Nearly a year after passage of the budget reconciliation law known as the Inflation Reduction Act, federal money is pouring into Biden administration programs to address climate change while congressional Republicans are doing what they can to stem the tide.
At least four of the fiscal 2024 House Appropriations bills released so far propose to rescind some funding included in the IRA, including a big chunk of a $27 billion Greenhouse Gas Reduction Fund established at the EPA.
The rescissions, targeted at the administration’s landmark effort to spend nearly $370 billion to address climate change, have drawn the ire of environmentalists. Republicans have defended them as part of their no-holds-barred campaign to reduce federal spending.
David Shadburn, senior government affairs advocate at the League of Conservation Voters, said in an interview that Republicans “are very aggrieved certainly at how successful the administration has been so far.”
“Apparently they are doing the bidding of their polluter donors, being very clear that the Inflation Reduction Act is a big target of theirs, because they don’t want to see the clean energy transition that we need to combat the climate crisis,” Shadburn said.
Shadburn’s group is part of a coalition of environmental groups, including Public Citizen and the Environmental Defense Fund, that is calling out at least 17 riders in spending bills that they say “fuel the climate crisis, block clean energy measures, and undermine clean water.”
In a statement issued by the Clean Budget Coalition, Deanna Noël, climate campaigns director for Public Citizen, said the “disgraceful poison pill riders are nothing short of corporate giveaways to the corrupt fossil fuel industry.”
Republicans have argued that some programs funded through the IRA are wasteful and subject to little oversight. Rep. Gary Palmer, R-Ala., sponsored a provision in the energy package passed by the House in March to rescind unobligated funding for the Greenhouse Gas Reduction Fund, which he called a “slush fund.”

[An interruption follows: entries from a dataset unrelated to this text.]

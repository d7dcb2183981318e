use std::path::PathBuf;

use humantime::parse_duration;
use structopt::StructOpt;

use lifeflow::category::Category;
use lifeflow::model::ActivityId;

#[derive(Debug, StructOpt)]
pub enum Command {
    /// Plan a new activity.
    Add {
        /// What you are going to do.
        #[structopt()]
        name: String,

        /// How long it takes: plain minutes ("30") or a human duration ("1h 30m").
        #[structopt(parse(try_from_str = parse_minutes))]
        duration: u32,

        /// One of: work, health, learning, leisure, family, outdoor, personal.
        #[structopt()]
        category: Category,

        /// Start time as HH:MM. Defaults to now.
        #[structopt(short, long)]
        at: Option<String>,

        /// A free-text note.
        #[structopt(short, long)]
        note: Option<String>,
    },
    /// Remove an activity by id.
    Rm {
        #[structopt()]
        id: ActivityId,
    },
    /// List all activities by start time.
    List {
        /// Print the stored activities as JSON.
        #[structopt(long)]
        json: bool,
    },
    /// Show the activities on an hourly grid.
    Timeline,
    /// List the activities created today.
    Today,
    /// Show activity count, planned time and the balance score.
    Metrics,
    /// Show the available categories.
    Categories,
    /// Init the activity database.
    Init,
}

#[derive(Debug, StructOpt)]
#[structopt(name = "lifeflow", about = "A minimalistic life-balance activity planner.")]
pub struct CommandLineArgs {
    #[structopt(subcommand)]
    pub action: Command,

    /// Use a different database file.
    #[structopt(parse(from_os_str), short, long)]
    pub db_file: Option<PathBuf>,

    /// Use a different configuration file.
    #[structopt(parse(from_os_str), long)]
    pub config: Option<PathBuf>,
}

/// Minutes from either a bare integer or a humantime duration.
pub fn parse_minutes(value: &str) -> Result<u32, String> {
    if let Ok(minutes) = value.trim().parse::<u32>() {
        return Ok(minutes);
    }
    let duration = parse_duration(value).map_err(|err| err.to_string())?;
    u32::try_from(duration.as_secs() / 60).map_err(|err| err.to_string())
}
/// The in-memory list of activities, mirrored in full to one storage slot.
pub struct ActivityStore<S> {
    storage: S,
    key: String,
    activities: Vec<Activity>,
}

impl<S: KeyValueStorage> ActivityStore<S> {
    /// Read the activities saved under `key`. An empty slot starts an
    /// empty list.
    pub fn load(storage: S, key: &str, policy: CorruptDataPolicy) -> Result<Self> {
        let activities = match storage.get(key)? {
            None => Vec::new(),
            Some(payload) => decode(key, &payload, policy)?,
        };
        debug!(key, count = activities.len(), "loaded activities");
        Ok(ActivityStore {
            storage,
            key: key.to_string(),
            activities,
        })
    }

    /// All activities, in insertion order.
    pub fn activities(&self) -> &[Activity] {
        &self.activities
    }

    pub fn len(&self) -> usize {
        self.activities.len()
    }

    pub fn is_empty(&self) -> bool {
        self.activities.is_empty()
    }

    pub fn get(&self, id: ActivityId) -> Option<&Activity> {
        self.activities.iter().find(|a| a.id == id)
    }

    pub fn storage(&self) -> &S {
        &self.storage
    }

    /// Append a new activity created now and save the list.
    pub fn add(&mut self, candidate: NewActivity) -> Result<Activity> {
        self.add_at(candidate, Utc::now())
    }

    /// Append a new activity stamped with `created_at` and save the list.
    /// Nothing is kept in memory if saving fails.
    pub fn add_at(
        &mut self,
        candidate: NewActivity,
        created_at: DateTime<Utc>,
    ) -> Result<Activity> {
        candidate.validate()?;
        let id = self.next_id(created_at)?;
        let activity = candidate.into_activity(id, created_at);
        self.activities.push(activity.clone());
        if let Err(err) = self.save() {
            self.activities.pop();
            return Err(err);
        }
        debug!(id = %activity.id, name = %activity.name, "added activity");
        Ok(activity)
    }

    /// Remove every activity with the given id and save the list. Returns
    /// how many were removed; an unknown id changes nothing.
    pub fn delete(&mut self, id: ActivityId) -> Result<usize> {
        let before = self.activities.clone();
        self.activities.retain(|a| a.id != id);
        let removed = before.len() - self.activities.len();
        if removed == 0 {
            debug!(%id, "no activity to delete");
            return Ok(0);
        }
        if let Err(err) = self.save() {
            self.activities = before;
            return Err(err);
        }
        debug!(%id, removed, "deleted activity");
        Ok(removed)
    }

    /// Activities created on the current local day.
    ///
    /// This looks at `created_at`, not at the scheduled `time`: an activity
    /// entered yesterday for today does not show up here.
    pub fn today(&self) -> Vec<&Activity> {
        self.created_on(Local::now().date_naive())
    }

    /// Activities created on `date`, in local time.
    pub fn created_on(&self, date: NaiveDate) -> Vec<&Activity> {
        self.activities
            .iter()
            .filter(|a| a.created_on() == date)
            .collect()
    }

    pub fn balance_score(&self) -> u32 {
        balance_score(self.activities.len())
    }

    /// Epoch milliseconds of `now`, bumped past the largest id in use so
    /// that adds within the same millisecond stay distinct. When the largest
    /// id is `i64::MAX` the first free id from `now` upwards is used instead.
    fn next_id(&self, now: DateTime<Utc>) -> Result<ActivityId> {
        let stamp = now.timestamp_millis();
        match self.activities.iter().map(|a| a.id.0).max() {
            None => Ok(ActivityId(stamp)),
            Some(max) if max < stamp => Ok(ActivityId(stamp)),
            Some(max) => match max.checked_add(1) {
                Some(next) => Ok(ActivityId(next)),
                None => {
                    let taken: HashSet<i64> = self.activities.iter().map(|a| a.id.0).collect();
                    (stamp..=i64::MAX)
                        .find(|id| !taken.contains(id))
                        .map(ActivityId)
                        .ok_or_else(|| {
                            PlannerError::Validation("no free activity id left".to_string())
                        })
                }
            },
        }
    }

    fn save(&mut self) -> Result<()> {
        let payload = serde_json::to_string(&self.activities)
            .map_err(|err| PlannerError::Persistence {
                message: "failed to serialize activities".to_string(),
                source: Some(Box::new(err)),
            })?;
        self.storage.set(&self.key, &payload)
    }
}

Not all of the 12 annual spending bills have been released, but among those that are public are four that include proposals to rescind unobligated funds from the IRA:
State-Foreign Operations: The draft version of the House bill released in June includes $11.1 billion to be taken from the $27 billion greenhouse gas reduction fund at the EPA.
Energy-Water: The bill includes a $5.6 billion offset by rescinding unspent funds from the IRA and other legislation.

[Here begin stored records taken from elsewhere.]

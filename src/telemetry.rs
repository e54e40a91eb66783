//! Tracing subscriber setup
//!
//! Console logging always goes to stderr and is filtered by `RUST_LOG`
//! (default `brief=info`). OpenTelemetry traces and metrics are exported over
//! OTLP/HTTP only when `OTEL_EXPORTER_OTLP_ENDPOINT` is set.

use std::sync::OnceLock;

use opentelemetry::trace::TracerProvider;
use opentelemetry_otlp::{MetricExporter, SpanExporter};
use opentelemetry_sdk::{Resource, metrics::SdkMeterProvider, trace::SdkTracerProvider};
use tracing_opentelemetry::{MetricsLayer, OpenTelemetryLayer};
use tracing_subscriber::{EnvFilter, Layer, layer::SubscriberExt as _, util::SubscriberInitExt as _};

const SERVICE_NAME: &str = "brief";
const DEFAULT_FILTER: &str = "brief=info";
const OTLP_ENDPOINT_VAR: &str = "OTEL_EXPORTER_OTLP_ENDPOINT";

fn get_resource() -> Resource {
    static RESOURCE: OnceLock<Resource> = OnceLock::new();
    RESOURCE
        .get_or_init(|| Resource::builder().with_service_name(SERVICE_NAME).build())
        .clone()
}

fn init_traces() -> anyhow::Result<SdkTracerProvider> {
    let exporter = SpanExporter::builder().with_http().build()?;

    Ok(SdkTracerProvider::builder()
        .with_batch_exporter(exporter)
        .with_resource(get_resource())
        .build())
}

fn init_metrics() -> anyhow::Result<SdkMeterProvider> {
    let exporter = MetricExporter::builder().with_http().build()?;

    Ok(SdkMeterProvider::builder()
        .with_periodic_exporter(exporter)
        .with_resource(get_resource())
        .build())
}

fn console_filter() -> EnvFilter {
    EnvFilter::try_from_default_env().unwrap_or_else(|_| EnvFilter::new(DEFAULT_FILTER))
}

/// Install the global subscriber; keep the guard alive until exit so spans flush
pub fn init_tracing_subscriber() -> anyhow::Result<OtelGuard> {
    let console_layer = tracing_subscriber::fmt::layer()
        .with_writer(std::io::stderr)
        .with_filter(console_filter());

    if std::env::var_os(OTLP_ENDPOINT_VAR).is_none() {
        tracing_subscriber::registry().with(console_layer).try_init()?;
        return Ok(OtelGuard::default());
    }

    let tracer_provider = init_traces()?;
    let meter_provider = init_metrics()?;
    let tracer = tracer_provider.tracer(SERVICE_NAME);

    tracing_subscriber::registry()
        .with(console_layer)
        .with(MetricsLayer::new(meter_provider.clone()))
        .with(OpenTelemetryLayer::new(tracer))
        .try_init()?;

    Ok(OtelGuard {
        tracer_provider: Some(tracer_provider),
        meter_provider: Some(meter_provider),
    })
}

/// Shuts the OpenTelemetry providers down on drop
#[derive(Default)]
pub struct OtelGuard {
    tracer_provider: Option<SdkTracerProvider>,
    meter_provider: Option<SdkMeterProvider>,
}

impl Drop for OtelGuard {
    fn drop(&mut self) {
        if let Some(provider) = self.tracer_provider.take() {
            if let Err(err) = provider.shutdown() {
                eprintln!("{err:?}");
            }
        }
        if let Some(provider) = self.meter_provider.take() {
            if let Err(err) = provider.shutdown() {
                eprintln!("{err:?}");
            }
        }
    }
}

Agriculture: House appropriators listed three rescissions from the IRA, including $3.25 billion from a clean energy program they described as “wasteful”; $500 million from a rural energy program; and $2 billion provided for loan forgiveness.
Financial Services: The Republicans’ House bill would rescind $10.2 billion in mandatory enforcement and operations support funding for the IRS, which was part of an $80 billion pot of money in the tax portions of the Inflation Reduction Act.

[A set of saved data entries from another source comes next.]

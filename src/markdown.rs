//! Terminal rendering of summaries
//!
//! Summaries are GitHub-flavored Markdown. This module walks the pulldown-cmark
//! event stream and writes styled text to any [`WriteColor`] sink, so the same
//! code drives a colored terminal and a plain in-memory buffer.

use pulldown_cmark::{Event, HeadingLevel, Options, Parser, Tag, TagEnd};
use termcolor::{Color, ColorChoice, ColorSpec, StandardStream, WriteColor};

use crate::error::Result;
use crate::orchestrator::SummaryItem;

/// Print summaries to stdout, colored when stdout is a terminal
pub fn print_summaries(items: &[SummaryItem]) -> Result<()> {
    let mut stdout = StandardStream::stdout(ColorChoice::Auto);
    write_summaries(&mut stdout, items)
}

/// Write a numbered list of summaries with their titles and URLs
pub fn write_summaries<W: WriteColor>(out: &mut W, items: &[SummaryItem]) -> Result<()> {
    if items.is_empty() {
        writeln!(out, "No results found.")?;
        return Ok(());
    }

    for (i, item) in items.iter().enumerate() {
        out.set_color(ColorSpec::new().set_fg(Some(Color::Cyan)).set_bold(true))?;
        writeln!(out, "{}. {}", i + 1, item.title)?;
        out.set_color(ColorSpec::new().set_fg(Some(Color::Blue)).set_underline(true))?;
        writeln!(out, "{}", item.url)?;
        out.reset()?;

        write_markdown(out, &item.summary_markdown)?;
        writeln!(out)?;
    }
    Ok(())
}

/// Render Markdown text with terminal styling
pub fn write_markdown<W: WriteColor>(out: &mut W, markdown: &str) -> Result<()> {
    let mut state = FormatState::default();
    for event in Parser::new_ext(markdown, Options::all()) {
        state.handle_event(out, event)?;
    }
    out.reset()?;
    Ok(())
}

#[derive(Default)]
struct FormatState {
    styles: Vec<ColorSpec>,
    /// Next number for each open list; `None` for bullet lists
    lists: Vec<Option<u64>>,
}

impl FormatState {
    fn handle_event<W: WriteColor>(&mut self, out: &mut W, event: Event) -> Result<()> {
        match event {
            Event::Start(tag) => self.start(out, tag)?,
            Event::End(tag) => self.end(out, tag)?,
            Event::Text(text) => write!(out, "{}", text)?,
            Event::Code(code) => {
                out.set_color(ColorSpec::new().set_fg(Some(Color::Green)))?;
                write!(out, "`{}`", code)?;
                self.restore(out)?;
            }
            Event::SoftBreak => write!(out, " ")?,
            Event::HardBreak => writeln!(out)?,
            Event::Rule => writeln!(out, "---")?,
            _ => {}
        }
        Ok(())
    }

    fn push<W: WriteColor>(&mut self, out: &mut W, spec: ColorSpec) -> Result<()> {
        out.set_color(&spec)?;
        self.styles.push(spec);
        Ok(())
    }

    fn pop<W: WriteColor>(&mut self, out: &mut W) -> Result<()> {
        self.styles.pop();
        self.restore(out)
    }

    fn restore<W: WriteColor>(&self, out: &mut W) -> Result<()> {
        match self.styles.last() {
            Some(spec) => out.set_color(spec)?,
            None => out.reset()?,
        }
        Ok(())
    }

    fn start<W: WriteColor>(&mut self, out: &mut W, tag: Tag) -> Result<()> {
        match tag {
            Tag::Heading { level, .. } => {
                let color = match level {
                    HeadingLevel::H1 => Color::Rgb(255, 99, 71),
                    HeadingLevel::H2 => Color::Rgb(70, 130, 180),
                    _ => Color::Cyan,
                };
                let mut spec = ColorSpec::new();
                spec.set_fg(Some(color)).set_bold(true);
                self.push(out, spec)?;
            }
            Tag::Strong => {
                let mut spec = self.styles.last().cloned().unwrap_or_default();
                spec.set_bold(true);
                self.push(out, spec)?;
            }
            Tag::Emphasis => {
                let mut spec = self.styles.last().cloned().unwrap_or_default();
                spec.set_italic(true);
                self.push(out, spec)?;
            }
            Tag::Link { .. } => {
                let mut spec = ColorSpec::new();
                spec.set_fg(Some(Color::Blue)).set_underline(true);
                self.push(out, spec)?;
            }
            Tag::List(start) => {
                if !self.lists.is_empty() {
                    writeln!(out)?;
                }
                self.lists.push(start);
            }
            Tag::Item => {
                let depth = self.lists.len().saturating_sub(1);
                write!(out, "{}", "  ".repeat(depth))?;
                match self.lists.last_mut() {
                    Some(Some(n)) => {
                        write!(out, "{}. ", n)?;
                        *n += 1;
                    }
                    _ => write!(out, "• ")?,
                }
            }
            _ => {}
        }
        Ok(())
    }

    fn end<W: WriteColor>(&mut self, out: &mut W, tag: TagEnd) -> Result<()> {
        match tag {
            TagEnd::Heading(_) => {
                self.pop(out)?;
                writeln!(out)?;
            }
            TagEnd::Strong | TagEnd::Emphasis => self.pop(out)?,
            TagEnd::Link => {
                self.pop(out)?;
            }
            TagEnd::Paragraph => {
                if self.lists.is_empty() {
                    writeln!(out)?;
                    writeln!(out)?;
                }
            }
            TagEnd::List(_) => {
                self.lists.pop();
            }
            TagEnd::Item => writeln!(out)?,
            _ => {}
        }
        Ok(())
    }
}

The House version of the State-Foreign Operations spending bill also would eliminate funding for 33 special envoys or representatives of the United States operating through the State Department, including the office for John Kerry focused on international climate efforts.
Because Congress would have a more difficult time rescinding funds that are already obligated in the budget, the EPA is racing to distribute as much money as possible from the IRA before cuts could be made.
Late last month, the EPA announced a competitive process for issuing $7 billion in grants for residential solar projects as part of the $27 billion Greenhouse Gas Reduction Fund in the budget reconciliation law.
The EPA also proposed an implementation framework in May that outlined plans to establish two other programs that would account for the remaining $20 billion in the fund.